Aim of the task: The required answer is each line in the entries below where "domain" occurs.

Stored data:
------------------------------------

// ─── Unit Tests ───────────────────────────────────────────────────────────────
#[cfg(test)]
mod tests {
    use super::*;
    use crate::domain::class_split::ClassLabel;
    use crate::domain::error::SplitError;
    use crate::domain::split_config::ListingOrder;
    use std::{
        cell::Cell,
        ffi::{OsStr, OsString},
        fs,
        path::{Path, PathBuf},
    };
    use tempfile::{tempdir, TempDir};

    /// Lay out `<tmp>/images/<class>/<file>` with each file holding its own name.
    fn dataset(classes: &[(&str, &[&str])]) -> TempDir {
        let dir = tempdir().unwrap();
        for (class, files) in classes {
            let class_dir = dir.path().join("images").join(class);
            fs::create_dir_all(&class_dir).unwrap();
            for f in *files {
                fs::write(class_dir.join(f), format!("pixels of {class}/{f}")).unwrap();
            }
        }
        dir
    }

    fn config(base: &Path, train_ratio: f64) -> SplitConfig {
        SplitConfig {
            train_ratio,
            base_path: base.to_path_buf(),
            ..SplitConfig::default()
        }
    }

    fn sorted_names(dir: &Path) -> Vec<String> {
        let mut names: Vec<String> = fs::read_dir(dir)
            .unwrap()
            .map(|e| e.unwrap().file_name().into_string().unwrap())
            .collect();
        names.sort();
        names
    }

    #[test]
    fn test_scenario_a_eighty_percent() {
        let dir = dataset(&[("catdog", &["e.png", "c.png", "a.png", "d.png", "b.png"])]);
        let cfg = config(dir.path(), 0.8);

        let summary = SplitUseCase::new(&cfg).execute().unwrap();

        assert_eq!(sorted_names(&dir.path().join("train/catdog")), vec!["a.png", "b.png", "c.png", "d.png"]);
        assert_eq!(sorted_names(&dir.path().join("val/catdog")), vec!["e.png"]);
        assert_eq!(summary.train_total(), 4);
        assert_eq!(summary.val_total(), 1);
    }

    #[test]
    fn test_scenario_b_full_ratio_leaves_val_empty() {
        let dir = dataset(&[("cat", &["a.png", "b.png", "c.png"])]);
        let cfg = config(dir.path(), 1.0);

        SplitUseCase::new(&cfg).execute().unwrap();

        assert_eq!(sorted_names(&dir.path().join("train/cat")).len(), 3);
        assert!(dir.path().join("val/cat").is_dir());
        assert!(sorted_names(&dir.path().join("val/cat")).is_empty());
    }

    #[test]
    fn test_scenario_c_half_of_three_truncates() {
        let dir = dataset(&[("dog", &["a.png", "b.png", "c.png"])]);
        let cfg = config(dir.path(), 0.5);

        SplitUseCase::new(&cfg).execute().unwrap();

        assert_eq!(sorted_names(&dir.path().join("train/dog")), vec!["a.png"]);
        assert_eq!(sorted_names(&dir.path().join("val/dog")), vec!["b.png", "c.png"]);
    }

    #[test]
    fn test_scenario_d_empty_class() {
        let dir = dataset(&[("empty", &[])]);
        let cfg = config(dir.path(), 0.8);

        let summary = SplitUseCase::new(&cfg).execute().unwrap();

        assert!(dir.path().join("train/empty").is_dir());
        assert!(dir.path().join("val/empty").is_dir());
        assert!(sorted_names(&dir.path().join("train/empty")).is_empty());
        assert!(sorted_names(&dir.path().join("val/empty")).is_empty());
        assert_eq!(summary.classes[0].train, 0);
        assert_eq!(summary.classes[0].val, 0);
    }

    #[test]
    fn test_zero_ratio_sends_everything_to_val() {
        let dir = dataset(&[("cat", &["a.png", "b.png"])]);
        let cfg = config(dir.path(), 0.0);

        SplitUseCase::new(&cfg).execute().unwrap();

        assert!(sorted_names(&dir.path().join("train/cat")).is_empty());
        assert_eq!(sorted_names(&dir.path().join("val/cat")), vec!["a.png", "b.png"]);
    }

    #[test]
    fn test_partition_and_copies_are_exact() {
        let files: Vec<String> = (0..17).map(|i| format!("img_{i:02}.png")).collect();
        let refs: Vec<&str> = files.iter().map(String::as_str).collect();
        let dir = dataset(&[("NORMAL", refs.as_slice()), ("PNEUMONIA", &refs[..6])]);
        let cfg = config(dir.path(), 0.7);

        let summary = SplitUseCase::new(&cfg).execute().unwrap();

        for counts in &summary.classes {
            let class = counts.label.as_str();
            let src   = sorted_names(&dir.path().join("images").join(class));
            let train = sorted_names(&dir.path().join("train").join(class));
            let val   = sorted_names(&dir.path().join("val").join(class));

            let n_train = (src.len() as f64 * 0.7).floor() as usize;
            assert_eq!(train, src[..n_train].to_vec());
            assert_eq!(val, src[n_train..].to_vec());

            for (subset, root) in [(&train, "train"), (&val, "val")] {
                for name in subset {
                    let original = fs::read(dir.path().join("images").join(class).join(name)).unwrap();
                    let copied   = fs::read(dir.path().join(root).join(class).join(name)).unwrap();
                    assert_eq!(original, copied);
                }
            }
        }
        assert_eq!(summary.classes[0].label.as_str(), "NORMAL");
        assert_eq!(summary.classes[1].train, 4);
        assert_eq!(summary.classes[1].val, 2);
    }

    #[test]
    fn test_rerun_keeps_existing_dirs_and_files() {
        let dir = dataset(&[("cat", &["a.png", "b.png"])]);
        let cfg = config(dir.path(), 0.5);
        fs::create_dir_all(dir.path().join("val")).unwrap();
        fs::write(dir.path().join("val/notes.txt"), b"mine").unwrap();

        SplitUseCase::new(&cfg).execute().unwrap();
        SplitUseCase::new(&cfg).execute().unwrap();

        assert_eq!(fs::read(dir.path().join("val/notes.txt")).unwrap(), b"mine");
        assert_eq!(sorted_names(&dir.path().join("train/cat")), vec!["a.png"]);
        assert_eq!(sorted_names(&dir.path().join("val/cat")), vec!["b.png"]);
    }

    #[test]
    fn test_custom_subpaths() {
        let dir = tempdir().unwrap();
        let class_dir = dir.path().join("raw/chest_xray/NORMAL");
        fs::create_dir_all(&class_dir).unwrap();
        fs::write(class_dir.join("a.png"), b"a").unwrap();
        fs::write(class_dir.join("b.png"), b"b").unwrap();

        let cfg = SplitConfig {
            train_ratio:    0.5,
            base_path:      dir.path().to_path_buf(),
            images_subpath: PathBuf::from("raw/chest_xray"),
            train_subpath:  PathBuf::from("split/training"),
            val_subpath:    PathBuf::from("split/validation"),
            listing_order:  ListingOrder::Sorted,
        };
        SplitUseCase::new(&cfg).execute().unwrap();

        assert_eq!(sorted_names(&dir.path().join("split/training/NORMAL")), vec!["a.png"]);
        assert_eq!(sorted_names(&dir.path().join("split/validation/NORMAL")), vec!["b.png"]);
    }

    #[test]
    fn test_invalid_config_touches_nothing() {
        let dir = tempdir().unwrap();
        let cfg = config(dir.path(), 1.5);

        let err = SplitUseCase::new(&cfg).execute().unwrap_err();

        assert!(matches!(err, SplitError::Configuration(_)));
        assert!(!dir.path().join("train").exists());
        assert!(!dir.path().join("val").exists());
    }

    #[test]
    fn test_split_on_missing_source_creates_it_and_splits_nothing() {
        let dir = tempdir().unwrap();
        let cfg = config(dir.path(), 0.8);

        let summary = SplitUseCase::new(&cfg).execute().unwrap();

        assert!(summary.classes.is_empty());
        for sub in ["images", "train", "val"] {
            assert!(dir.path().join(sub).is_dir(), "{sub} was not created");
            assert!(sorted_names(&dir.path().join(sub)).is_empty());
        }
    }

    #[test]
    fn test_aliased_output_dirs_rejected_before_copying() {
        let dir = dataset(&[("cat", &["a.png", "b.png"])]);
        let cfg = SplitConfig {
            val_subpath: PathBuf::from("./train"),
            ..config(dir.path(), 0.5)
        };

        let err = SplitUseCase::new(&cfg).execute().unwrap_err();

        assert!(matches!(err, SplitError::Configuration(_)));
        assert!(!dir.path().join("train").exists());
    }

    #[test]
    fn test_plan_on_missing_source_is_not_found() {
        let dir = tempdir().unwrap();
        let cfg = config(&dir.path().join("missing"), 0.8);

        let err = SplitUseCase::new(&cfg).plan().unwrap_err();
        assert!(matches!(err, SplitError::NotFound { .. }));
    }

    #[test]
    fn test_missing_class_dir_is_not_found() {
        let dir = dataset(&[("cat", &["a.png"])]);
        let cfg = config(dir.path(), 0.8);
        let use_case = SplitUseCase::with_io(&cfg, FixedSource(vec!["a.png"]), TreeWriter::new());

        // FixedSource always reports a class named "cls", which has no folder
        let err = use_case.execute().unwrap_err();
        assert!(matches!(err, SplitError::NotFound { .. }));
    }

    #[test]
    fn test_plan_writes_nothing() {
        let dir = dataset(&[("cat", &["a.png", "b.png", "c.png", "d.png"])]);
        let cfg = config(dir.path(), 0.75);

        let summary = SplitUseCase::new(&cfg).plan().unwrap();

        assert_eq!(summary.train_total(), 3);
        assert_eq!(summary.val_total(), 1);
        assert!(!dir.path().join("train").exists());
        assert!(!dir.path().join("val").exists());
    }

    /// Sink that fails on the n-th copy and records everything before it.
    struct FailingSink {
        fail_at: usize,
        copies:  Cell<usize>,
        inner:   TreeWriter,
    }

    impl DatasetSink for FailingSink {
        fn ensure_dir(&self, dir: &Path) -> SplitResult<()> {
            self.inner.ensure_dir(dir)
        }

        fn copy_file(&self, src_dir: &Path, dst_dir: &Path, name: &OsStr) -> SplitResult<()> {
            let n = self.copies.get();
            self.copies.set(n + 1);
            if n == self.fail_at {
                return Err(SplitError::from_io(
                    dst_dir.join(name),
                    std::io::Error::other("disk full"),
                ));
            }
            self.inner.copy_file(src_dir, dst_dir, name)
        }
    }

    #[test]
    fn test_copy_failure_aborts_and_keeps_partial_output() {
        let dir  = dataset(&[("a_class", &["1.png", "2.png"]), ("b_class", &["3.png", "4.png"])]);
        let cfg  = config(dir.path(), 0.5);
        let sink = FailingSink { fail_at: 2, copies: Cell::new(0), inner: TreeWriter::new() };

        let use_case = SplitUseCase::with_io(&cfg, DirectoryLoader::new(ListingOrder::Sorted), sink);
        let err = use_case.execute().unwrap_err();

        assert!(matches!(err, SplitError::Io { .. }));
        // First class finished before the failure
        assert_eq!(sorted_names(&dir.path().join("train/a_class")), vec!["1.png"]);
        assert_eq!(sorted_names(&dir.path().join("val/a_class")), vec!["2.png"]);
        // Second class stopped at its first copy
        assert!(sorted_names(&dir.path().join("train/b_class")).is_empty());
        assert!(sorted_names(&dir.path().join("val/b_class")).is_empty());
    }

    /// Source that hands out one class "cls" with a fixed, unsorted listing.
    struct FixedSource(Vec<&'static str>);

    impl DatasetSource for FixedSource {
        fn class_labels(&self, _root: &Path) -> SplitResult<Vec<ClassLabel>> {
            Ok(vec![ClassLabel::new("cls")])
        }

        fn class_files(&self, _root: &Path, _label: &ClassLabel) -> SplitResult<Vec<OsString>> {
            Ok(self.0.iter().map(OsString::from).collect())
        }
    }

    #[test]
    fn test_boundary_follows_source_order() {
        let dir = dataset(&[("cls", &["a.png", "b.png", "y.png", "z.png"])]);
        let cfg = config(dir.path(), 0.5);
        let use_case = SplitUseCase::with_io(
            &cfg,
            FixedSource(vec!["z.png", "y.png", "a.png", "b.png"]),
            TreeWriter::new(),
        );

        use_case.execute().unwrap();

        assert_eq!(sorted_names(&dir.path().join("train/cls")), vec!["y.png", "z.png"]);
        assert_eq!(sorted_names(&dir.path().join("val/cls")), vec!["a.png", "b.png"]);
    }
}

------------------------------------

Task result:
    use crate::domain::class_split::ClassLabel;
    use crate::domain::error::SplitError;
    use crate::domain::split_config::ListingOrder;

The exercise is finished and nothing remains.